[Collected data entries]
======
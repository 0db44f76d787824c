//! CLI commands.

mod capture;
mod failures;
mod flush;
mod status;

use std::path::PathBuf;

use anyhow::Result;
use clap::{Parser, Subcommand};
use plfm_telemetry::ConfigDir;

use crate::output::OutputFormat;

/// vt telemetry - deliver and inspect CLI error telemetry.
#[derive(Debug, Parser)]
#[command(name = "vt-telemetry")]
#[command(author, version, about, long_about = None)]
pub struct Cli {
    /// Output format (table or json).
    #[arg(long, global = true, default_value = "table")]
    format: String,

    /// Configuration directory (defaults to the platform config directory).
    #[arg(long, global = true, env = "VT_CONFIG_DIR")]
    config_dir: Option<PathBuf>,

    #[command(subcommand)]
    command: Commands,
}

#[derive(Debug, Subcommand)]
enum Commands {
    /// Deliver an error batch file (run detached by the CLI).
    Flush(flush::FlushCommand),

    /// Show when a store last flushed successfully.
    Status(status::StatusCommand),

    /// List failure artifacts left by failed flushes.
    Failures(failures::FailuresCommand),

    /// Queue an error message for background delivery.
    Capture(capture::CaptureCommand),
}

impl Cli {
    /// Run the command, returning the process exit status.
    pub async fn run(self) -> Result<u8> {
        let config_dir = match self.config_dir {
            Some(dir) => ConfigDir::new(dir),
            None => ConfigDir::discover()?,
        };

        let ctx = CommandContext {
            config_dir,
            format: OutputFormat::parse(&self.format),
        };

        match self.command {
            Commands::Flush(cmd) => cmd.run(ctx).await,
            Commands::Status(cmd) => cmd.run(ctx).await.map(|()| 0),
            Commands::Failures(cmd) => cmd.run(ctx).map(|()| 0),
            Commands::Capture(cmd) => cmd.run(ctx).map(|()| 0),
        }
    }
}

/// Shared command context.
pub struct CommandContext {
    pub config_dir: ConfigDir,
    pub format: OutputFormat,
}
======
Locate "let config_dir = match" in the data above. Then repeat, exactly, its line and each line after it through the last, adding nothing.

        let config_dir = match self.config_dir {
            Some(dir) => ConfigDir::new(dir),
            None => ConfigDir::discover()?,
        };

        let ctx = CommandContext {
            config_dir,
            format: OutputFormat::parse(&self.format),
        };

        match self.command {
            Commands::Flush(cmd) => cmd.run(ctx).await,
            Commands::Status(cmd) => cmd.run(ctx).await.map(|()| 0),
            Commands::Failures(cmd) => cmd.run(ctx).map(|()| 0),
            Commands::Capture(cmd) => cmd.run(ctx).map(|()| 0),
        }
    }
}

/// Shared command context.
pub struct CommandContext {
    pub config_dir: ConfigDir,
    pub format: OutputFormat,
}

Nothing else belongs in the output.